Personal information
- Date of birth: 31 August 1993 (age 31)
- Place of birth: Accra, Ghana
- Height: 1.87 m (6 ft 2 in)
- Position(s): Striker

Senior career*
- Years: Team / Apps / (Gls)
- 2010–2014: Tudu Mighty Jets / 22 / (12)
- 2014–2015: Prestige FC / 14 / (6)
- 2016–2018: Hearts of Oak / 32 / (18)
- 2018–2019: Al-Faisaly / 5 / (2)
- 2019: Salam Zgharta / 2 / (0)
- 2020: Al-Rustaq FC / 8 / (6)
- 2020–2021: Al-Thoqbah / 8 / (1)
- 2021: Al-Rustaq FC / 2 / (1)
- 2021–: Oman Club / 0 / (0)

= Cosmos Dauda =

Ghanaian footballer

Cosmos Dauda (born 31 August 1993) is a Ghanaian professional footballer who plays as a striker for Oman Club in Oman Professional League.

==Club career==
In July 2018, Dauda signed with Al-Faisaly in Jordan on a two-year deal. In July 2019, Dauda signed with Lebanese side Salam Zgharta but due to political disturbance in the country, all foreigners had to leave Lebanon immediately.
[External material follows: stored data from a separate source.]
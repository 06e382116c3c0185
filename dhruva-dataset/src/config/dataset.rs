//! Top-level DatasetConfig.

use std::path::Path;

use serde::{Deserialize, Serialize};

use crate::engine::PolicyConfig;

use super::error::ConfigLoadError;
use super::sections::{
    InputSection, LoopMarker, OutputSection, RegistrationSection, ReviewSection,
};

/// Full generator configuration loaded from TOML
#[derive(Clone, Debug, Serialize, Deserialize, Default)]
pub struct DatasetConfig {
    #[serde(default)]
    pub output: OutputSection,

    #[serde(default)]
    pub input: InputSection,

    #[serde(default)]
    pub registration: RegistrationSection,

    #[serde(default)]
    pub review: ReviewSection,

    /// Failure handling per error kind
    #[serde(default)]
    pub policy: PolicyConfig,

    /// Loop signals by scan index
    #[serde(default, skip_serializing_if = "Vec::is_empty")]
    pub loop_markers: Vec<LoopMarker>,
}

impl DatasetConfig {
    /// Load configuration from a TOML file
    pub fn load(path: &Path) -> Result<Self, ConfigLoadError> {
        let contents = std::fs::read_to_string(path)
            .map_err(|e| ConfigLoadError::Io(format!("{}: {}", path.display(), e)))?;
        let config = Self::from_toml(&contents)?;
        log::info!("Loaded config from {}", path.display());
        Ok(config)
    }

    /// Parse from a TOML string
    pub fn from_toml(contents: &str) -> Result<Self, ConfigLoadError> {
        basic_toml::from_str(contents).map_err(|e| ConfigLoadError::Parse(e.to_string()))
    }

    /// Serialize back to TOML
    pub fn to_toml(&self) -> Result<String, ConfigLoadError> {
        basic_toml::to_string(self).map_err(|e| ConfigLoadError::Parse(e.to_string()))
    }

    /// Reject values the pipeline cannot run with.
    pub fn validate(&self) -> Result<(), ConfigLoadError> {
        if self.input.keep_one_out_of == 0 {
            return Err(ConfigLoadError::Invalid(
                "input.keep_one_out_of must be at least 1".to_string(),
            ));
        }
        if self.output.suffix_width == 0 {
            return Err(ConfigLoadError::Invalid(
                "output.suffix_width must be at least 1".to_string(),
            ));
        }
        let perturbation = self.review.perturbation_rad;
        if perturbation.is_nan() || perturbation <= 0.0 {
            return Err(ConfigLoadError::Invalid(format!(
                "review.perturbation_rad must be positive, got {}",
                perturbation
            )));
        }
        if !(0.0..1.0).contains(&self.registration.outlier_ratio) {
            return Err(ConfigLoadError::Invalid(format!(
                "registration.outlier_ratio must be in [0, 1), got {}",
                self.registration.outlier_ratio
            )));
        }
        Ok(())
    }
}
During the 2020 winter transfer window, Dauda moved to Omani team Al-Rustaq on a 5-month contract for the 2019–20 season.

On 17 October 2020, Dauda moved to Saudi Arabian side Al-Thoqbah.

On 29 January 2021, Dauda came back to Oman and signed with Al-Rustaq for remainder of the 2020–21 season of Oman.

In October 2021, Dauda signed with Oman Club for 2021–22 season.